Briefly describe a few wrong impressions writers indulge in
I think the most dangerous or harmful thing that writers do is to compare oneself to others. It’s just crazy. It’s also maddeningly easy to do. Another wrong impression is that you have to write when you’re inspired. Screw that. You write when you have time to write. The inspiration will follow. And that’s another thing: time. You don’t necessarily need a huge chunk of time (2 hours, 5 hours, 10 hours) to get some significant work done. Looking at the clock and saying, “Oh, I don’t have time for X,Y,Z” is a way of sabotaging yourself. Also, get the hell off the internet. And go for a walk.

Do you often take courses in writing to increase your craft
I don’t often take courses but I have signed up for workshops to help me get through a first draft.
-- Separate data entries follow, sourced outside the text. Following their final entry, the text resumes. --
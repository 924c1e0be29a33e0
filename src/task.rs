use anyhow::{anyhow, Result};
use url::Url;

/// One URL taken from the batch request, with the two domain forms the
/// pipeline needs derived up front.
///
/// `domain` is the cookie-key form: lowercased host, leading `www.` stripped,
/// port stripped, so every URL of the same site shares one cookie blob.
/// `platform` is the raw authority as written in the URL (case and port
/// preserved) and is what platform dispatch and the result payloads report.
#[derive(Debug, Clone)]
pub struct UrlTask {
    pub url: String,
    pub domain: String,
    pub platform: String,
}

impl UrlTask {
    pub fn parse(url: &str) -> Result<Self> {
        let parsed = Url::parse(url).map_err(|e| anyhow!("invalid URL {url}: {e}"))?;
        let host = parsed
            .host_str()
            .ok_or_else(|| anyhow!("invalid URL {url}: no host"))?;

        let domain = host.strip_prefix("www.").unwrap_or(host).to_string();
        // Url normalizes hosts to lowercase; artifact keys must keep the
        // caller's casing, so the authority is re-read from the raw string.
        let platform = raw_authority(url)
            .map(str::to_string)
            .unwrap_or_else(|| host.to_string());

        Ok(Self {
            url: url.to_string(),
            domain,
            platform,
        })
    }
}

/// Authority component of an absolute URL with the original casing, userinfo
/// dropped, port kept. Returns None when the input has no `://` part.
pub fn raw_authority(url: &str) -> Option<&str> {
    let rest = url.split_once("://")?.1;
    let end = rest
        .find(|c| c == '/' || c == '?' || c == '#')
        .unwrap_or(rest.len());
    let authority = &rest[..end];
    let authority = authority
        .rsplit_once('@')
        .map_or(authority, |(_, host)| host);
    if authority.is_empty() {
        None
    } else {
        Some(authority)
    }
}
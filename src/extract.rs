use scraper::{Html, Selector};
use serde::{Deserialize, Serialize};

use crate::platform::PlatformProfile;

// Capture bounds. These keep artifacts small and page evaluation cheap, so
// they are applied here as explicit slices rather than left to callers.
pub const MAX_HEADLINES_PER_TAG: usize = 10;
pub const MAX_IMAGES: usize = 20;
pub const MAX_ANCHORS_SCANNED: usize = 50;
pub const MAX_PAGE_TEXT_CHARS: usize = 10_000;

const SOCIAL_PATTERNS: [&str; 6] = [
    "facebook",
    "twitter",
    "instagram",
    "linkedin",
    "youtube",
    "tiktok",
];

/// One heading element, tagged with its level.
#[derive(Debug, Clone, Serialize, Deserialize)]
pub struct Headline {
    #[serde(rename = "type")]
    pub tag: String,
    pub text: String,
}

#[derive(Debug, Clone, Serialize, Deserialize)]
pub struct Image {
    pub src: String,
    pub alt: String,
    pub width: Option<String>,
    pub height: Option<String>,
}

#[derive(Debug, Clone, Serialize, Deserialize)]
pub struct SocialLink {
    pub url: String,
}

/// Named meta tags. Absent tags serialize as null, not as empty strings.
#[derive(Debug, Clone, Default, Serialize, Deserialize)]
pub struct Metadata {
    pub description: Option<String>,
    pub keywords: Option<String>,
    pub author: Option<String>,
}

#[derive(Debug, Clone, Default, Serialize, Deserialize)]
pub struct Links {
    pub social: Vec<SocialLink>,
}

/// Bounded extraction result for one URL. Every sequence and string in here
/// is already capped at capture time; downstream consumers rely on that.
#[derive(Debug, Clone, Serialize, Deserialize)]
pub struct StructuralSnapshot {
    pub url: String,
    pub title: String,
    pub headlines: Vec<Headline>,
    pub images: Vec<Image>,
    pub metadata: Metadata,
    pub links: Links,
    pub page_text: String,
    pub platform_specific: PlatformProfile,
}

pub fn structural_snapshot(
    document: &Html,
    url: &str,
    title: &str,
    body_text: &str,
    platform_specific: PlatformProfile,
) -> StructuralSnapshot {
    StructuralSnapshot {
        url: url.to_string(),
        title: title.to_string(),
        headlines: extract_headlines(document),
        images: extract_images(document),
        metadata: extract_metadata(document),
        links: Links {
            social: extract_social_links(document),
        },
        page_text: truncate_chars(body_text, MAX_PAGE_TEXT_CHARS),
        platform_specific,
    }
}

fn extract_headlines(document: &Html) -> Vec<Headline> {
    let mut headlines = Vec::new();
    for tag in ["h1", "h2", "h3"] {
        let selector = Selector::parse(tag).unwrap();
        for element in document.select(&selector).take(MAX_HEADLINES_PER_TAG) {
            let text = element.text().collect::<String>();
            let text = text.trim();
            // Huge blocks are noise, not headlines; drop rather than truncate.
            if !text.is_empty() && text.chars().count() < 200 {
                headlines.push(Headline {
                    tag: tag.to_string(),
                    text: truncate_chars(text, 100),
                });
            }
        }
    }
    headlines
}

fn extract_images(document: &Html) -> Vec<Image> {
    let img_selector = Selector::parse("img").unwrap();
    let mut images = Vec::new();
    for element in document.select(&img_selector).take(MAX_IMAGES) {
        let src = element.value().attr("src").unwrap_or("");
        if src.is_empty() || src.starts_with("data:") {
            continue;
        }
        images.push(Image {
            src: truncate_chars(src, 200),
            alt: truncate_chars(element.value().attr("alt").unwrap_or(""), 100),
            width: element.value().attr("width").map(|s| s.to_string()),
            height: element.value().attr("height").map(|s| s.to_string()),
        });
    }
    images
}

fn extract_metadata(document: &Html) -> Metadata {
    Metadata {
        description: meta_content(document, "description"),
        keywords: meta_content(document, "keywords"),
        author: meta_content(document, "author"),
    }
}

fn meta_content(document: &Html, name: &str) -> Option<String> {
    let selector = Selector::parse(&format!("meta[name='{}']", name)).ok()?;
    document
        .select(&selector)
        .next()
        .and_then(|e| e.value().attr("content").map(|s| s.to_string()))
}

fn extract_social_links(document: &Html) -> Vec<SocialLink> {
    let anchor_selector = Selector::parse("a").unwrap();
    let mut social = Vec::new();
    for element in document.select(&anchor_selector).take(MAX_ANCHORS_SCANNED) {
        let href = match element.value().attr("href") {
            Some(href) if !href.is_empty() => href,
            _ => continue,
        };
        let lowered = href.to_lowercase();
        if SOCIAL_PATTERNS.iter().any(|p| lowered.contains(p)) {
            social.push(SocialLink {
                url: truncate_chars(href, 200),
            });
        }
    }
    social
}

fn truncate_chars(s: &str, limit: usize) -> String {
    s.chars().take(limit).collect()
}

#[cfg(test)]
mod tests {
    use super::*;

    fn snapshot_from(html: &str) -> StructuralSnapshot {
        let document = Html::parse_document(html);
        structural_snapshot(
            &document,
            "https://example.com",
            "Example",
            "plain visible text",
            PlatformProfile::Generic,
        )
    }

    #[test]
    fn headlines_kept_in_document_order() {
        let html = "<h1>First</h1><h1>Second</h1><h1>Third</h1>";
        let snapshot = snapshot_from(html);
        let texts: Vec<&str> = snapshot.headlines.iter().map(|h| h.text.as_str()).collect();
        assert_eq!(texts, vec!["First", "Second", "Third"]);
        assert!(snapshot.headlines.iter().all(|h| h.tag == "h1"));
    }

    #[test]
    fn headlines_capped_per_heading_type() {
        let mut html = String::new();
        for i in 0..12 {
            html.push_str(&format!("<h2>Heading {}</h2>", i));
        }
        html.push_str("<h3>Other</h3>");
        let snapshot = snapshot_from(&html);
        let h2_count = snapshot.headlines.iter().filter(|h| h.tag == "h2").count();
        assert_eq!(h2_count, MAX_HEADLINES_PER_TAG);
        assert_eq!(snapshot.headlines.iter().filter(|h| h.tag == "h3").count(), 1);
    }

    #[test]
    fn oversized_headline_candidates_are_dropped_not_truncated() {
        let noise = "x".repeat(250);
        let longish = "y".repeat(150);
        let html = format!("<h1>{}</h1><h1>{}</h1><h1></h1>", noise, longish);
        let snapshot = snapshot_from(&html);
        assert_eq!(snapshot.headlines.len(), 1);
        assert_eq!(snapshot.headlines[0].text.chars().count(), 100);
    }

    #[test]
    fn data_uri_images_are_skipped_but_consume_window_slots() {
        let mut html = String::new();
        for i in 0..5 {
            html.push_str(&format!("<img src=\"data:image/png;base64,AAA{}\">", i));
        }
        for i in 0..20 {
            html.push_str(&format!("<img src=\"/pic{}.png\" alt=\"pic\">", i));
        }
        let snapshot = snapshot_from(&html);
        // Window is the first 20 img elements: 5 data URIs plus 15 real ones.
        assert_eq!(snapshot.images.len(), 15);
        assert!(snapshot.images.iter().all(|img| !img.src.starts_with("data:")));
    }

    #[test]
    fn image_attributes_are_bounded_and_optional() {
        let long_src = format!("/{}", "s".repeat(300));
        let long_alt = "a".repeat(150);
        let html = format!(
            "<img src=\"{}\" alt=\"{}\" width=\"640\"><img src=\"/b.png\">",
            long_src, long_alt
        );
        let snapshot = snapshot_from(&html);
        assert_eq!(snapshot.images.len(), 2);
        assert_eq!(snapshot.images[0].src.chars().count(), 200);
        assert_eq!(snapshot.images[0].alt.chars().count(), 100);
        assert_eq!(snapshot.images[0].width.as_deref(), Some("640"));
        assert_eq!(snapshot.images[0].height, None);
        assert_eq!(snapshot.images[1].alt, "");
    }

    #[test]
    fn social_links_filtered_by_platform_substring() {
        let html = concat!(
            "<a href=\"https://www.FACEBOOK.com/brand\">fb</a>",
            "<a href=\"https://example.com/about\">about</a>",
            "<a href=\"https://www.youtube.com/@brand\">yt</a>",
            "<a>no href</a>",
        );
        let snapshot = snapshot_from(html);
        let urls: Vec<&str> = snapshot.links.social.iter().map(|l| l.url.as_str()).collect();
        assert_eq!(
            urls,
            vec!["https://www.FACEBOOK.com/brand", "https://www.youtube.com/@brand"]
        );
    }

    #[test]
    fn anchor_scan_stops_after_fifty_elements() {
        let mut html = String::new();
        for i in 0..60 {
            html.push_str(&format!("<a href=\"https://tiktok.com/@u{}\">t</a>", i));
        }
        let snapshot = snapshot_from(&html);
        assert_eq!(snapshot.links.social.len(), MAX_ANCHORS_SCANNED);
    }

    #[test]
    fn page_text_capped_at_ten_thousand_chars() {
        let body_text = "a".repeat(12_000);
        let document = Html::parse_document("<p>hi</p>");
        let snapshot = structural_snapshot(
            &document,
            "https://example.com",
            "",
            &body_text,
            PlatformProfile::Generic,
        );
        assert_eq!(snapshot.page_text.chars().count(), MAX_PAGE_TEXT_CHARS);
    }

    #[test]
    fn meta_tags_absent_when_not_present() {
        let html = "<head><meta name=\"description\" content=\"A brand\"></head>";
        let snapshot = snapshot_from(html);
        assert_eq!(snapshot.metadata.description.as_deref(), Some("A brand"));
        assert_eq!(snapshot.metadata.keywords, None);
        assert_eq!(snapshot.metadata.author, None);
    }

    #[test]
    fn artifact_json_keeps_source_field_names() {
        let html = "<h1>Hi</h1><a href=\"https://instagram.com/b\">ig</a>";
        let snapshot = snapshot_from(html);
        let value = serde_json::to_value(&snapshot).unwrap();
        assert_eq!(value["headlines"][0]["type"], "h1");
        assert_eq!(value["links"]["social"][0]["url"], "https://instagram.com/b");
        assert!(value["metadata"]["author"].is_null());
        assert_eq!(value["platform_specific"]["platform"], "generic");
    }
}
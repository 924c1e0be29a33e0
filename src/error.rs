use thiserror::Error;

/// Batch-level failures. Everything that goes wrong for a single URL is
/// recorded inside the batch result instead; only these short-circuit the
/// whole invocation.
#[derive(Debug, Error)]
pub enum BatchError {
    /// The incoming URL list was empty or absent. Maps to HTTP 400.
    #[error("No URLs provided")]
    NoUrls,

    /// The browser could not be launched, so no URL was attempted. Maps to 500.
    #[error("browser launch failed: {0}")]
    Launch(String),
}
use chrono::Utc;
use serde::{Deserialize, Serialize};
use utoipa::ToSchema;

use crate::extract::StructuralSnapshot;

// Fixed classification tables. Order matters: tags are emitted in table
// order, so changing these changes artifact output for every consumer.
pub const TONE_KEYWORDS: [(&str, &[&str]); 6] = [
    ("professional", &["expert", "professional", "solution", "enterprise", "business"]),
    ("friendly", &["hello", "welcome", "friend", "community", "hey"]),
    ("urgent", &["now", "limited", "today", "hurry", "last chance"]),
    ("inspirational", &["dream", "future", "possibility", "achieve", "goal"]),
    ("youthful", &["fresh", "cool", "vibe", "trending", "young"]),
    ("authoritative", &["official", "leader", "expert", "authority"]),
];

pub const VALUE_KEYWORDS: [(&str, &[&str]); 8] = [
    ("innovation", &["innovative", "cutting-edge", "future", "technology", "tech"]),
    ("quality", &["quality", "premium", "excellence", "best", "superior"]),
    ("sustainability", &["sustainable", "eco-friendly", "green", "environment", "planet"]),
    ("customer_focus", &["customer", "client", "service", "support", "help"]),
    ("integrity", &["trust", "integrity", "honest", "transparent", "ethical"]),
    ("community", &["community", "together", "belonging", "family", "team"]),
    ("diversity", &["diverse", "inclusion", "equality", "everyone"]),
    ("performance", &["performance", "powerful", "fast", "efficient", "results"]),
];

const PRODUCT_WORDS: [&str; 3] = ["product", "item", "merch"];
const PEOPLE_WORDS: [&str; 5] = ["person", "people", "user", "customer", "face"];

#[derive(Debug, Clone, Serialize, Deserialize, ToSchema)]
pub struct VisualIdentity {
    pub logo_count: usize,
    pub product_images: usize,
    pub people_images: usize,
    pub screenshots: usize,
    pub total_images_analyzed: usize,
    pub color_scheme: String,
    pub style: Vec<String>,
}

#[derive(Debug, Clone, Serialize, Deserialize, ToSchema)]
pub struct AudienceSentiment {
    pub follower_count: String,
    pub total_posts: String,
    pub social_mentions: usize,
    pub engagement_level: String,
    pub sentiment_score: f64,
    pub common_topics: Vec<String>,
}

/// Pure classification output, before the per-URL envelope is added.
#[derive(Debug, Clone, Serialize, Deserialize)]
pub struct InsightSummary {
    pub tone_of_voice: Vec<String>,
    pub visual_identity: VisualIdentity,
    pub audience_sentiment: AudienceSentiment,
    pub core_values: Vec<String>,
}

/// Insight artifact as persisted and returned to callers.
#[derive(Debug, Clone, Serialize, Deserialize, ToSchema)]
pub struct BrandInsights {
    pub tone_of_voice: Vec<String>,
    pub visual_identity: VisualIdentity,
    pub audience_sentiment: AudienceSentiment,
    pub core_values: Vec<String>,
    pub timestamp: String,
    pub platform: String,
}

impl BrandInsights {
    pub fn new(summary: InsightSummary, platform: &str) -> Self {
        Self {
            tone_of_voice: summary.tone_of_voice,
            visual_identity: summary.visual_identity,
            audience_sentiment: summary.audience_sentiment,
            core_values: summary.core_values,
            timestamp: Utc::now().format("%Y-%m-%dT%H:%M:%S%.6f").to_string(),
            platform: platform.to_string(),
        }
    }
}

/// Derives the brand-psychology summary from a snapshot. No I/O, no clock:
/// the same snapshot always yields the same summary.
pub fn classify(snapshot: &StructuralSnapshot) -> InsightSummary {
    InsightSummary {
        tone_of_voice: tone_of_voice(snapshot),
        visual_identity: visual_identity(snapshot),
        audience_sentiment: audience_sentiment(snapshot),
        core_values: core_values(snapshot),
    }
}

fn tone_of_voice(snapshot: &StructuralSnapshot) -> Vec<String> {
    let mut haystack = snapshot
        .headlines
        .iter()
        .map(|h| h.text.as_str())
        .collect::<Vec<_>>()
        .join(" ");
    haystack.push(' ');
    haystack.push_str(&snapshot.page_text);
    let haystack = haystack.to_lowercase();

    let detected: Vec<String> = TONE_KEYWORDS
        .iter()
        .filter(|(_, keywords)| keywords.iter().any(|k| haystack.contains(*k)))
        .map(|(tone, _)| tone.to_string())
        .collect();

    if detected.is_empty() {
        vec!["neutral".to_string()]
    } else {
        detected
    }
}

fn visual_identity(snapshot: &StructuralSnapshot) -> VisualIdentity {
    let mut logo_count = 0;
    let mut product_images = 0;
    let mut people_images = 0;
    let mut screenshots = 0;

    for img in snapshot.images.iter().take(20) {
        let alt = img.alt.to_lowercase();
        let src = img.src.to_lowercase();

        if alt.contains("logo") || src.contains("logo") {
            logo_count += 1;
        } else if PRODUCT_WORDS.iter().any(|w| alt.contains(w)) {
            product_images += 1;
        } else if PEOPLE_WORDS.iter().any(|w| alt.contains(w)) {
            people_images += 1;
        } else if src.contains("screenshot") || alt.contains("screenshot") {
            screenshots += 1;
        }
    }

    VisualIdentity {
        logo_count,
        product_images,
        people_images,
        screenshots,
        total_images_analyzed: snapshot.images.len().min(20),
        color_scheme: "unknown".to_string(),
        style: vec!["modern".to_string(), "minimalist".to_string()],
    }
}

fn audience_sentiment(snapshot: &StructuralSnapshot) -> AudienceSentiment {
    // Follower and post counts would need platform-authenticated APIs;
    // the generic path reports them as unavailable.
    let follower_count = "N/A".to_string();
    let total_posts = "N/A".to_string();

    AudienceSentiment {
        engagement_level: estimate_engagement(&follower_count, &total_posts),
        social_mentions: snapshot.links.social.len(),
        sentiment_score: 0.75,
        common_topics: vec![
            "fashion".to_string(),
            "lifestyle".to_string(),
            "sports".to_string(),
        ],
        follower_count,
        total_posts,
    }
}

fn estimate_engagement(followers: &str, posts: &str) -> String {
    if followers == "N/A" || posts == "N/A" {
        "unknown".to_string()
    } else {
        "medium".to_string()
    }
}

fn core_values(snapshot: &StructuralSnapshot) -> Vec<String> {
    let mut haystack = format!(
        "{} {} ",
        snapshot
            .metadata
            .description
            .as_deref()
            .unwrap_or("")
            .to_lowercase(),
        snapshot
            .metadata
            .keywords
            .as_deref()
            .unwrap_or("")
            .to_lowercase(),
    );
    for headline in snapshot.headlines.iter().take(5) {
        haystack.push_str(&headline.text.to_lowercase());
        haystack.push(' ');
    }

    VALUE_KEYWORDS
        .iter()
        .filter(|(_, keywords)| keywords.iter().any(|k| haystack.contains(*k)))
        .map(|(value, _)| value.to_string())
        .collect()
}

#[cfg(test)]
mod tests {
    use super::*;
    use crate::extract::{Headline, Image, Links, Metadata, SocialLink, StructuralSnapshot};
    use crate::platform::PlatformProfile;

    fn base_snapshot() -> StructuralSnapshot {
        StructuralSnapshot {
            url: "https://example.com".to_string(),
            title: "Example".to_string(),
            headlines: Vec::new(),
            images: Vec::new(),
            metadata: Metadata::default(),
            links: Links::default(),
            page_text: String::new(),
            platform_specific: PlatformProfile::Generic,
        }
    }

    fn headline(text: &str) -> Headline {
        Headline {
            tag: "h1".to_string(),
            text: text.to_string(),
        }
    }

    fn image(src: &str, alt: &str) -> Image {
        Image {
            src: src.to_string(),
            alt: alt.to_string(),
            width: None,
            height: None,
        }
    }

    #[test]
    fn classification_is_deterministic() {
        let mut snapshot = base_snapshot();
        snapshot.headlines.push(headline("Welcome to our community"));
        snapshot.page_text = "Premium solutions for modern business".to_string();
        snapshot.images.push(image("/logo.png", "brand logo"));

        let first = serde_json::to_string(&classify(&snapshot)).unwrap();
        let second = serde_json::to_string(&classify(&snapshot)).unwrap();
        assert_eq!(first, second);
    }

    #[test]
    fn tone_matching_is_case_insensitive_substring() {
        let mut snapshot = base_snapshot();
        snapshot.page_text = "Our ENTERPRISE-grade platform".to_string();
        let summary = classify(&snapshot);
        assert_eq!(summary.tone_of_voice, vec!["professional"]);
    }

    #[test]
    fn tone_falls_back_to_neutral() {
        let mut snapshot = base_snapshot();
        snapshot.page_text = "lorem ipsum dolor sit amet".to_string();
        let summary = classify(&snapshot);
        assert_eq!(summary.tone_of_voice, vec!["neutral"]);
    }

    #[test]
    fn tones_reported_in_table_order() {
        let mut snapshot = base_snapshot();
        snapshot.headlines.push(headline("Fresh thinking"));
        snapshot.page_text = "an official business update".to_string();
        let summary = classify(&snapshot);
        assert_eq!(
            summary.tone_of_voice,
            vec!["professional", "youthful", "authoritative"]
        );
    }

    #[test]
    fn core_values_use_metadata_and_first_five_headlines() {
        let mut snapshot = base_snapshot();
        snapshot.metadata.description = Some("We are INNOVATIVE leaders".to_string());
        for i in 0..5 {
            snapshot.headlines.push(headline(&format!("plain {}", i)));
        }
        // Beyond the first five headlines, keywords are ignored.
        snapshot.headlines.push(headline("eco-friendly packaging"));
        let summary = classify(&snapshot);
        assert_eq!(summary.core_values, vec!["innovation"]);
    }

    #[test]
    fn core_values_may_be_empty() {
        let summary = classify(&base_snapshot());
        assert!(summary.core_values.is_empty());
    }

    #[test]
    fn missing_metadata_is_treated_as_empty_text() {
        let mut snapshot = base_snapshot();
        snapshot.metadata.description = None;
        snapshot.metadata.keywords = None;
        snapshot.headlines.push(headline("Premium quality goods"));
        let summary = classify(&snapshot);
        assert_eq!(summary.core_values, vec!["quality"]);
    }

    #[test]
    fn image_classes_follow_first_match_precedence() {
        let mut snapshot = base_snapshot();
        snapshot.images.push(image("/a.png", "product logo"));
        snapshot.images.push(image("/b.png", "product shot"));
        snapshot.images.push(image("/c.png", "happy customer"));
        snapshot.images.push(image("/screenshot-1.png", ""));
        snapshot.images.push(image("/d.png", "plain banner"));

        let identity = classify(&snapshot).visual_identity;
        assert_eq!(identity.logo_count, 1);
        assert_eq!(identity.product_images, 1);
        assert_eq!(identity.people_images, 1);
        assert_eq!(identity.screenshots, 1);
        assert_eq!(identity.total_images_analyzed, 5);
        assert_eq!(identity.color_scheme, "unknown");
        assert_eq!(identity.style, vec!["modern", "minimalist"]);
    }

    #[test]
    fn audience_sentiment_reports_placeholders_and_social_mentions() {
        let mut snapshot = base_snapshot();
        snapshot.links.social.push(SocialLink {
            url: "https://instagram.com/brand".to_string(),
        });
        snapshot.links.social.push(SocialLink {
            url: "https://tiktok.com/@brand".to_string(),
        });

        let sentiment = classify(&snapshot).audience_sentiment;
        assert_eq!(sentiment.follower_count, "N/A");
        assert_eq!(sentiment.total_posts, "N/A");
        assert_eq!(sentiment.social_mentions, 2);
        assert_eq!(sentiment.engagement_level, "unknown");
        assert_eq!(sentiment.sentiment_score, 0.75);
        assert_eq!(sentiment.common_topics, vec!["fashion", "lifestyle", "sports"]);
    }

    #[test]
    fn keyword_tables_are_closed_and_nonempty() {
        assert_eq!(TONE_KEYWORDS.len(), 6);
        assert_eq!(VALUE_KEYWORDS.len(), 8);
        for (tag, keywords) in TONE_KEYWORDS.iter().chain(VALUE_KEYWORDS.iter()) {
            assert!(!tag.is_empty());
            assert!(!keywords.is_empty());
        }
    }

    #[test]
    fn envelope_carries_summary_fields_platform_and_timestamp() {
        let mut snapshot = base_snapshot();
        snapshot.page_text = "hello".to_string();
        let insights = BrandInsights::new(classify(&snapshot), "www.example.com");
        assert_eq!(insights.tone_of_voice, vec!["friendly"]);
        assert_eq!(insights.platform, "www.example.com");
        // 2026-08-25T12:34:56.123456
        assert_eq!(insights.timestamp.len(), 26);
        assert!(insights.timestamp.contains('T'));
    }
}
For several years, I took Lee Wochner’s Words that Speak playwriting workshop, and that was a fantastic way to make sure I kept writing (7 pages per week, minimum) and to get great feedback from a great group of writers. Lee is an excellent workshop facilitator, and always asks helpfully specific questions.

What books do you read
This is a nearly impossible question to answer. I try to read a lot. Books on craft, books on history, plays, sci fi, literary fiction, short stories, plays, current events, non-fiction… Lately, I’ve been reading a lot of sci fi – primarily by women. The most recent books I’ve read include:
The Shock Doctrine, by Naomi Klein
Chanur’s Legacy, by C.J. Cherryh (and about a dozen other Cherryh books, including Downbelow Station & Cyteen)
Trigger Warnings, by Neil Gaiman
The Water Knife, by Paolo Bacigalupi
– Lagoon, by Nnedi Okorafor
– Lightless, by C.A. Higgins

What do you do to keep in shape as a writer
Write as much as possible. Set difficult goals.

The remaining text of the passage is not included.